The broad, long-term objective of this proposal is to study several mouse models of human disease, growth and development with innovative technology to better understand the role of glycolipids and sphingolipids in mental retardation, and to explain mechanisms of therapeutic reversal. The expected outcome of our two major specific aims, is to verify the hypothesis that microdomain regulation of ceramide, sphingosine and sphingosine-1-phosphate (S1P) is achieved by several different mechanisms, that S1P depletion is common to different neuropathological states and sphingoid-mimicking drugs can play an important role in reversing mental retardation Aim 1. We will take advantage of our recent discovery that the deletion of the gene for NSMase 2 in mice reveals a role for glycolipids, ceramide and SM in brain growth and skeletal development through regulation of AktP and the mTor pathway, creating a model for human osteogenesis imperfecta. We will use a second mouse model (ASMase (-/-)) to further show how the two major SMases are co-regulated and the role of lysosomal hydrolases in the regulation of the Cer/S1P ratio. To achieve this goal we will use HPLC/MS/MS lipidomics and take advantage of the ability of sphingolipids to form microdomains to assemble signaling complexes which can be visualized by transfecting cells with GFP-GPI anchored protein constructs.
Aim 2. We will use a drug-based approach and in vivo animal models, expanding on our recent observation that FTY720 (approved for therapy of Multiple Sclerosis) is lipophilic cationic drug and a functional inhibitor of acid sphingomyelinase (FIASMA) with functional consequences for glycolipid, SM, ceramide and S1P metabolism. To better understand S1P regulation and function we will use an in vivo remyelination model (cuprizone-treated mouse) to determine the effects of FTY720 in vivo and the epigenetic effects of S1P on gene transcription through inhibition of histone deacetylases (HDAC 1/2). We will use MS/MS proteomics to identify specific protein acylation patterns under different Cer/S1P ratios and how this relates to remyelination. We will compare these results with the effect of a glucosyltransferase inhibitor drug (EtDoP4/Epiglustat), in which substrate reduction reverses the depletion of Ceramide and S1P in a number of lysosomal storage diseases involving mental retardation as well as AIDs and Parkinsons disease. The impact of this research will be to better understand how sphingolipids work so that combination drug therapies can be used to treat patients in the future.

Public Health Relevance

Glycolipids have been shown to be involved in many human diseases and our research is focused on better understanding of how they work and how their therapeutic effects can be maximized.

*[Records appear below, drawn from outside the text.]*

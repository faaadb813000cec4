//! 提醒调度器 - 未响应的通知按指数退避重复语音提醒
//!
//! 每种通知类型最多一个待触发提醒：Unarmed → Armed → (Firing → Armed | Cancelled | Exhausted)。
//!
//! 触发时先检查提醒是否仍有效、用户是否已活动；播报是独立 task，
//! 开始后不会被中止，播报结束后重新检查取消状态再决定是否安排下一次。
//! 生成文本、唤醒屏幕和调整音量都可能等待较久，每一步之后都会再次确认提醒未被取消。

use std::sync::Arc;
use std::time::Duration;
use tokio::time::Instant;
use tracing::{debug, info, warn};

use super::backend::{Backends, SpeakOptions};
use super::kind::NotificationKind;
use super::message::MessageSelector;
use super::timer::CancelableTimer;
use crate::config::NotifyConfig;
use crate::context::{lock_context, PendingReminder, SessionContext, SharedContext};

/// 提醒消息来源
#[derive(Debug, Clone, PartialEq, Eq)]
pub enum ReminderMessage {
    /// 触发时选择（AI 优先，回退静态池）
    Select,
    /// 固定文本（仅用于首次触发，后续提醒重新选择）
    Text(String),
}

/// 单次提醒的安排参数
struct Arm {
    base_delay_seconds: f64,
    follow_up_count: u32,
    request_count: usize,
    message: ReminderMessage,
    wait: Duration,
}

/// 提醒调度器
#[derive(Clone)]
pub struct ReminderScheduler {
    context: SharedContext,
    config: Arc<NotifyConfig>,
    backends: Backends,
    messages: MessageSelector,
}

impl ReminderScheduler {
    pub fn new(
        context: SharedContext,
        config: Arc<NotifyConfig>,
        backends: Backends,
        messages: MessageSelector,
    ) -> Self {
        Self {
            context,
            config,
            backends,
            messages,
        }
    }

    /// 按配置的类型延迟安排提醒
    pub fn schedule(&self, kind: NotificationKind, request_count: usize, message: ReminderMessage) {
        let delay = self.config.reminder_delay_seconds(kind);
        self.schedule_with_delay(kind, delay, request_count, message);
    }

    /// 安排提醒，替换该类型已有的提醒
    pub fn schedule_with_delay(
        &self,
        kind: NotificationKind,
        delay_seconds: f64,
        request_count: usize,
        message: ReminderMessage,
    ) {
        let delay_seconds = delay_seconds.max(0.0);
        let wait = Duration::try_from_secs_f64(delay_seconds).unwrap_or(Duration::MAX);
        let mut ctx = lock_context(&self.context);
        ctx.cancel_reminder(kind);
        self.arm(
            &mut ctx,
            kind,
            Arm {
                base_delay_seconds: delay_seconds,
                follow_up_count: 0,
                request_count: request_count.max(1),
                message,
                wait,
            },
        );
        info!(kind = %kind, delay_seconds, request_count, "Reminder scheduled");
    }

    pub fn cancel(&self, kind: NotificationKind) -> bool {
        lock_context(&self.context).cancel_reminder(kind)
    }

    pub fn cancel_all(&self) -> usize {
        lock_context(&self.context).cancel_all_reminders()
    }

    pub fn is_armed(&self, kind: NotificationKind) -> bool {
        lock_context(&self.context).reminders.contains_key(&kind)
    }

    /// 第 `follow_up_count` 次后续提醒前的等待时间
    pub fn follow_up_delay(&self, base_delay_seconds: f64, follow_up_count: u32) -> Duration {
        let multiplier = self.config.reminder_backoff_multiplier.max(0.0);
        let exponent = i32::try_from(follow_up_count).unwrap_or(i32::MAX);
        let seconds = base_delay_seconds * multiplier.powi(exponent);
        Duration::try_from_secs_f64(seconds).unwrap_or(Duration::MAX)
    }

    fn arm(&self, ctx: &mut SessionContext, kind: NotificationKind, arm: Arm) {
        let generation = ctx.next_generation();
        let scheduler = self.clone();
        let timer = CancelableTimer::start(arm.wait, async move {
            scheduler.fire(kind, generation).await;
        });

        ctx.reminders.insert(
            kind,
            PendingReminder {
                kind,
                generation,
                timer,
                scheduled_at: Instant::now(),
                base_delay_seconds: arm.base_delay_seconds,
                follow_up_count: arm.follow_up_count,
                request_count: arm.request_count,
                message: arm.message,
            },
        );
    }

    async fn fire(self, kind: NotificationKind, generation: u64) {
        let (scheduled_at, base_delay_seconds, follow_up_count, request_count, message) = {
            let mut ctx = lock_context(&self.context);
            let Some(reminder) = ctx.reminders.get_mut(&kind) else {
                return;
            };
            if reminder.generation != generation {
                return;
            }
            // 进入播报阶段后不再可被中止
            reminder.timer.detach();
            let snapshot = (
                reminder.scheduled_at,
                reminder.base_delay_seconds,
                reminder.follow_up_count,
                reminder.request_count,
                reminder.message.clone(),
            );

            if ctx.activity.was_active_since(snapshot.0) {
                ctx.reminders.remove(&kind);
                debug!(kind = %kind, "User active since reminder was scheduled, skipping");
                return;
            }
            snapshot
        };

        info!(kind = %kind, follow_up = follow_up_count, "Firing reminder");
        let playback = tokio::spawn(self.clone().play(kind, generation, request_count, message)).await;

        let mut ctx = lock_context(&self.context);
        let still_armed = ctx
            .reminders
            .get(&kind)
            .is_some_and(|reminder| reminder.generation == generation);
        if !still_armed {
            debug!(kind = %kind, "Reminder cancelled during playback");
            return;
        }

        if let Err(e) = playback {
            warn!(kind = %kind, error = %e, "Reminder playback failed, clearing reminder");
            ctx.reminders.remove(&kind);
            return;
        }

        if ctx.activity.was_active_since(scheduled_at) {
            ctx.reminders.remove(&kind);
            debug!(kind = %kind, "User became active during playback");
            return;
        }

        let next = follow_up_count + 1;
        if self.config.enable_follow_up_reminders && next < self.config.max_follow_up_reminders {
            let wait = self.follow_up_delay(base_delay_seconds, next);
            debug!(kind = %kind, follow_up = next, wait_ms = wait.as_millis() as u64, "Re-arming reminder");
            self.arm(
                &mut ctx,
                kind,
                Arm {
                    base_delay_seconds,
                    follow_up_count: next,
                    request_count,
                    message: ReminderMessage::Select,
                    wait,
                },
            );
        } else {
            ctx.reminders.remove(&kind);
            info!(kind = %kind, firings = next, "Reminders exhausted");
        }
    }

    fn is_current(&self, kind: NotificationKind, generation: u64) -> bool {
        lock_context(&self.context).reminder_is_current(kind, generation)
    }

    /// 唤醒屏幕、调整音量并播报提醒
    async fn play(
        self,
        kind: NotificationKind,
        generation: u64,
        request_count: usize,
        message: ReminderMessage,
    ) {
        let text = match message {
            ReminderMessage::Text(text) => text,
            ReminderMessage::Select => self.messages.select_message(kind, request_count, true).await,
        };
        if !self.is_current(kind, generation) {
            debug!(kind = %kind, "Reminder cancelled during message generation");
            return;
        }

        if self.config.wake_monitor {
            if let Err(e) = self.backends.system.wake_display().await {
                warn!(error = %e, "Failed to wake display");
            }
        }
        if self.config.force_volume {
            if let Err(e) = self.backends.system.ensure_volume(self.config.volume_threshold).await {
                warn!(error = %e, "Failed to adjust volume");
            }
        }
        if (self.config.wake_monitor || self.config.force_volume) && !self.is_current(kind, generation) {
            debug!(kind = %kind, "Reminder cancelled while preparing audio");
            return;
        }

        let options = SpeakOptions {
            engine: None,
            fallback_sound: self.config.sound_for(kind).map(|p| p.to_path_buf()),
        };
        if !self.backends.speech.speak(&text, &options).await {
            warn!(kind = %kind, "Reminder speech produced no output");
        }
    }
}
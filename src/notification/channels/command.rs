//! 外部命令执行（带超时）

use anyhow::{anyhow, bail, Context, Result};
use std::process::Stdio;
use std::time::Duration;
use tokio::process::Command;
use tracing::debug;

/// 一条待执行的命令
#[derive(Debug, Clone, PartialEq, Eq)]
pub struct CommandSpec {
    pub program: String,
    pub args: Vec<String>,
}

impl CommandSpec {
    pub fn new(program: &str, args: &[&str]) -> Self {
        Self {
            program: program.to_string(),
            args: args.iter().map(|a| a.to_string()).collect(),
        }
    }

    pub fn arg(mut self, arg: impl Into<String>) -> Self {
        self.args.push(arg.into());
        self
    }

    /// 程序是否在 PATH 中
    pub fn is_available(&self) -> bool {
        which::which(&self.program).is_ok()
    }

    /// 执行并等待退出，非零退出码视为失败
    pub async fn run(&self, timeout: Duration) -> Result<()> {
        self.output(timeout).await.map(|_| ())
    }

    /// 执行并返回 stdout
    pub async fn output(&self, timeout: Duration) -> Result<String> {
        debug!(program = %self.program, args = ?self.args, "Running command");
        let child = Command::new(&self.program)
            .args(&self.args)
            .stdin(Stdio::null())
            .stdout(Stdio::piped())
            .stderr(Stdio::piped())
            .kill_on_drop(true)
            .spawn()
            .with_context(|| format!("Failed to spawn {}", self.program))?;

        let output = tokio::time::timeout(timeout, child.wait_with_output())
            .await
            .map_err(|_| anyhow!("{} timed out after {}ms", self.program, timeout.as_millis()))?
            .with_context(|| format!("Failed to wait for {}", self.program))?;

        if !output.status.success() {
            let stderr = String::from_utf8_lossy(&output.stderr);
            bail!("{} exited with {}: {}", self.program, output.status, stderr.trim());
        }
        Ok(String::from_utf8_lossy(&output.stdout).into_owned())
    }
}

/// 依次尝试候选命令，返回第一个成功的程序名
pub async fn run_first_available(candidates: &[CommandSpec], timeout: Duration) -> Result<String> {
    let mut last_error = None;
    for candidate in candidates.iter().filter(|c| c.is_available()) {
        match candidate.run(timeout).await {
            Ok(()) => return Ok(candidate.program.clone()),
            Err(e) => {
                debug!(program = %candidate.program, error = %e, "Command failed, trying next");
                last_error = Some(e);
            }
        }
    }
    Err(last_error.unwrap_or_else(|| anyhow!("No suitable command found in PATH")))
}

/// AppleScript 字符串转义
pub fn escape_applescript(text: &str) -> String {
    text.replace('\\', "\\\\").replace('"', "\\\"")
}

/// PowerShell 单引号字符串转义
pub fn escape_powershell(text: &str) -> String {
    text.replace('\'', "''")
}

We will use mouse models of disease to better understand what has gone wrong and how currently available drugs might be used to correct this and how combinations of drugs can become a more effective therapy. Our long-term goal is to make some impact in helping mentally retarded children live more normal lives.

National Institute of Health (NIH)
National Institute of Neurological Disorders and Stroke (NINDS)
Research Project (R01)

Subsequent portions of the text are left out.